适用场景
计划或正在进行个人信息跨境传输的中国出海企业,特别是处理数据量未达到安全评估强制门槛的非关键信息基础设施运营者。
核心要点
1. 核心目标:实现同等保护
标准合同条款的核心目标是通过合同形式,确保境外接收方的个人信息处理活动达到中国法律法规的保护标准。它实质上是将国内法定义务转化为对境外方的合同约束,以实现‘同等保护’原则。合同条款具有优先性,限制了双方的意思自治空间。
2. 适用场景:与安全评估构成双层机制
标准合同与安全评估构成个人信息出境的两层规则。标准合同适用于同时满足四个条件的场景:非关键信息基础设施运营者、处理个人信息不满100万人、过去一年累计出境个人信息不满10万人、累计出境敏感个人信息不满1万人。任一条件不满足,则必须申报安全评估。
3. 监管抓手:备案与合同义务延伸
标准合同虽为民事合同,但被纳入强监管。企业需在合同生效后10个工作日内向省级网信部门备案。合同条款本身设定了境外接收方必须接受中国监管机构监督管理的义务,并将个人信息处理者的配合监管及举证责任明确写入合同。
4. 与国际规则(GDPR SCCs)的异同
中国版标准合同与欧盟GDPR下的标准合同条款(SCCs)机制目标相似,均为跨境传输提供合同工具。但两者在适用前提、监管侧重点(如中国更强调事前备案)、合同模块设计(如中国为单一固定模块)及争议解决法律适用(中国版强制适用中国法)等方面存在显著差异。
实务建议
- 第一步是进行数据出境自评估:准确统计企业处理的个人信息总人数、计划出境的人数及敏感个人信息数量,对照标准合同的四个适用条件进行判断。

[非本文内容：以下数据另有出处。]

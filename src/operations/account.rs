use super::{Context, unexpected};
use crate::error::{FinicityError, Resource};
use crate::models::{
    Account, AccountLoginForm, Accounts, ChallengeSet, LoginForm, MfaChallenge, OperationResult,
};
use crate::transport::{MFA_SESSION_HEADER, Request};
use crate::xml::{from_xml, to_xml};
use log::{debug, info};
use reqwest::StatusCode;

/// Account discovery, activation and maintenance.
///
/// The add-all, discover and refresh calls may stop at an MFA challenge;
/// they return an [`OperationResult`] and have an `_mfa` follow-up that
/// submits the answers under the challenge's session.
#[derive(Debug, Clone)]
pub struct AccountOperations {
    context: Context,
}

impl AccountOperations {
    pub(crate) fn new(context: Context) -> Self {
        Self { context }
    }

    /// Submit institution credentials and add every account found there.
    pub async fn add_all_accounts(
        &self,
        customer_id: &str,
        institution_id: &str,
        login_form: &AccountLoginForm,
    ) -> Result<OperationResult<Account>, FinicityError> {
        info!("Adding all accounts of customer {customer_id} at institution {institution_id}");
        let request = Request::post(&[
            "v1",
            "customers",
            customer_id,
            "institutions",
            institution_id,
            "accounts",
            "addall",
        ])
        .body(to_xml(login_form)?);
        self.challengeable(request).await
    }

    /// Answer the challenge raised by [`add_all_accounts`](Self::add_all_accounts).
    pub async fn add_all_accounts_mfa(
        &self,
        session: &str,
        customer_id: &str,
        institution_id: &str,
        challenges: &ChallengeSet,
    ) -> Result<OperationResult<Account>, FinicityError> {
        let request = Request::post(&[
            "v1",
            "customers",
            customer_id,
            "institutions",
            institution_id,
            "accounts",
            "addall",
            "mfa",
        ])
        .header(MFA_SESSION_HEADER, session)
        .body(to_xml(&challenges.to_request()?)?);
        self.challengeable(request).await
    }

    /// List the accounts available at an institution without adding them.
    pub async fn discover_accounts(
        &self,
        customer_id: &str,
        institution_id: &str,
        login_form: &AccountLoginForm,
    ) -> Result<OperationResult<Account>, FinicityError> {
        info!("Discovering accounts of customer {customer_id} at institution {institution_id}");
        let request = Request::post(&[
            "v1",
            "customers",
            customer_id,
            "institutions",
            institution_id,
            "accounts",
        ])
        .body(to_xml(login_form)?);
        self.challengeable(request).await
    }

    /// Answer the challenge raised by [`discover_accounts`](Self::discover_accounts).
    pub async fn discover_accounts_mfa(
        &self,
        session: &str,
        customer_id: &str,
        institution_id: &str,
        challenges: &ChallengeSet,
    ) -> Result<OperationResult<Account>, FinicityError> {
        let request = Request::post(&[
            "v1",
            "customers",
            customer_id,
            "institutions",
            institution_id,
            "accounts",
            "mfa",
        ])
        .header(MFA_SESSION_HEADER, session)
        .body(to_xml(&challenges.to_request()?)?);
        self.challengeable(request).await
    }

    /// Activate discovered accounts so they are aggregated.
    pub async fn activate_accounts(
        &self,
        customer_id: &str,
        institution_id: &str,
        accounts: &[Account],
    ) -> Result<Vec<Account>, FinicityError> {
        if accounts.is_empty() {
            return Err(FinicityError::InvalidParameter(
                "at least one account must be activated",
            ));
        }
        info!(
            "Activating {} account(s) of customer {customer_id}",
            accounts.len()
        );
        let body = to_xml(&Accounts {
            accounts: accounts.to_vec(),
        })?;
        let request = Request::put(&[
            "v2",
            "customers",
            customer_id,
            "institutions",
            institution_id,
            "accounts",
        ])
        .body(body);
        let activated: Accounts = self
            .context
            .fetch(Resource::Account, request, StatusCode::OK)
            .await?;
        Ok(activated.accounts)
    }

    /// Pull fresh data for one account from its institution.
    pub async fn refresh_account(
        &self,
        customer_id: &str,
        account_id: &str,
    ) -> Result<OperationResult<Account>, FinicityError> {
        debug!("Refreshing account {account_id} of customer {customer_id}");
        let request = Request::post(&["v1", "customers", customer_id, "accounts", account_id]);
        self.challengeable(request).await
    }

    /// Answer the challenge raised by [`refresh_account`](Self::refresh_account).
    pub async fn refresh_account_mfa(
        &self,
        session: &str,
        customer_id: &str,
        account_id: &str,
        challenge: &MfaChallenge,
    ) -> Result<OperationResult<Account>, FinicityError> {
        if !challenge.questions.iter().all(|q| q.is_answered()) {
            return Err(FinicityError::InvalidParameter(
                "every MFA question needs an answer before resubmitting",
            ));
        }
        let request = Request::post(&["v1", "customers", customer_id, "accounts", account_id])
            .header(MFA_SESSION_HEADER, session)
            .body(to_xml(challenge)?);
        self.challengeable(request).await
    }

    /// Refresh every account of a customer.
    pub async fn refresh_accounts(&self, customer_id: &str) -> Result<Vec<Account>, FinicityError> {
        debug!("Refreshing all accounts of customer {customer_id}");
        let request = Request::post(&["v1", "customers", customer_id, "accounts"]);
        let accounts: Accounts = self
            .context
            .fetch(Resource::Account, request, StatusCode::OK)
            .await?;
        Ok(accounts.accounts)
    }

    pub async fn get_accounts(&self, customer_id: &str) -> Result<Vec<Account>, FinicityError> {
        let request = Request::get(&["v1", "customers", customer_id, "accounts"]);
        let accounts: Accounts = self
            .context
            .fetch(Resource::Account, request, StatusCode::OK)
            .await?;
        Ok(accounts.accounts)
    }

    pub async fn get_institution_accounts(
        &self,
        customer_id: &str,
        institution_id: &str,
    ) -> Result<Vec<Account>, FinicityError> {
        let request = Request::get(&[
            "v1",
            "customers",
            customer_id,
            "institutions",
            institution_id,
            "accounts",
        ]);
        let accounts: Accounts = self
            .context
            .fetch(Resource::Account, request, StatusCode::OK)
            .await?;
        Ok(accounts.accounts)
    }

    pub async fn get_account(
        &self,
        customer_id: &str,
        account_id: &str,
    ) -> Result<Account, FinicityError> {
        let request = Request::get(&["v1", "customers", customer_id, "accounts", account_id]);
        self.context
            .fetch(Resource::Account, request, StatusCode::OK)
            .await
    }

    pub async fn modify_account(
        &self,
        customer_id: &str,
        account_id: &str,
        account: &Account,
    ) -> Result<(), FinicityError> {
        info!("Modifying account {account_id} of customer {customer_id}");
        let request = Request::put(&["v1", "customers", customer_id, "accounts", account_id])
            .body(to_xml(account)?);
        self.context.execute(Resource::Account, request).await
    }

    pub async fn delete_account(
        &self,
        customer_id: &str,
        account_id: &str,
    ) -> Result<(), FinicityError> {
        info!("Deleting account {account_id} of customer {customer_id}");
        let request = Request::delete(&["v1", "customers", customer_id, "accounts", account_id]);
        self.context.execute(Resource::Account, request).await
    }

    /// The login form of the institution behind an account.
    pub async fn get_account_login_form(
        &self,
        customer_id: &str,
        account_id: &str,
    ) -> Result<LoginForm, FinicityError> {
        let request = Request::get(&[
            "v1",
            "customers",
            customer_id,
            "accounts",
            account_id,
            "loginForm",
        ]);
        self.context
            .fetch(Resource::Account, request, StatusCode::OK)
            .await
    }

    /// Replace the institution credentials stored for an account.
    pub async fn modify_account_credentials(
        &self,
        customer_id: &str,
        account_id: &str,
        login_form: &LoginForm,
    ) -> Result<(), FinicityError> {
        info!("Updating credentials of account {account_id}");
        let request = Request::put(&[
            "v1",
            "customers",
            customer_id,
            "accounts",
            account_id,
            "loginForm",
        ])
        .body(to_xml(login_form)?);
        self.context.execute(Resource::Account, request).await
    }

    // 200 carries accounts, 203 carries challenges plus the session header.
    async fn challengeable(
        &self,
        request: Request,
    ) -> Result<OperationResult<Account>, FinicityError> {
        let response = self.context.send(request).await?;
        match response.status {
            StatusCode::OK => {
                let accounts: Accounts = from_xml(&response.body)?;
                Ok(OperationResult::Resources(accounts.accounts))
            }
            StatusCode::NON_AUTHORITATIVE_INFORMATION => {
                let session = response
                    .header(MFA_SESSION_HEADER)
                    .ok_or(FinicityError::MissingHeader(MFA_SESSION_HEADER))?;
                let challenges = ChallengeSet::parse(&response.body, session)?;
                info!("Institution requires MFA answers");
                Ok(OperationResult::Challenge(challenges))
            }
            _ => Err(unexpected(Resource::Account, response)),
        }
    }
}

- 若适用标准合同,需同步准备两份文件:一是签署《个人信息出境标准合同》草案,二是完成个人信息保护影响评估(PIA)报告。
- 务必在标准合同正式生效之日起的10个工作日内,向所在地的省级网信部门提交合同及PIA报告进行备案。
- 在合同谈判与履行中,确保境外接收方理解并同意接受中国监管机构的监督管理,并建立内部记录机制,保存处理记录至少三年以备核查。
- 密切关注业务发展动态,若在合同有效期内处理或出境的数据量超过适用门槛,需立即启动向安全评估机制的转换流程。
风险提示
- 切勿混淆适用条件:标准合同的四个条件是‘且’的关系,必须同时满足,任一超标都将强制触发安全评估,误用将导致合规风险。
- 避免合同冲突:与境外接收方签订的其他协议不得与标准合同条款相冲突,标准合同条款具有优先效力。
- 备案不是可有可无:未按时备案或提交虚假备案材料将面临行政处罚,尽管不影响合同本身效力。
- 举证责任在企业方:监管程序中,个人信息处理者(即境内企业)需承担证明合同义务已履行的举证责任,务必做好全流程留痕。
- 法律适用不可选择:标准合同争议解决必须适用中国法律,诉讼管辖法院为中国法院,仲裁机构也有特定范围,不能随意约定境外法律和仲裁。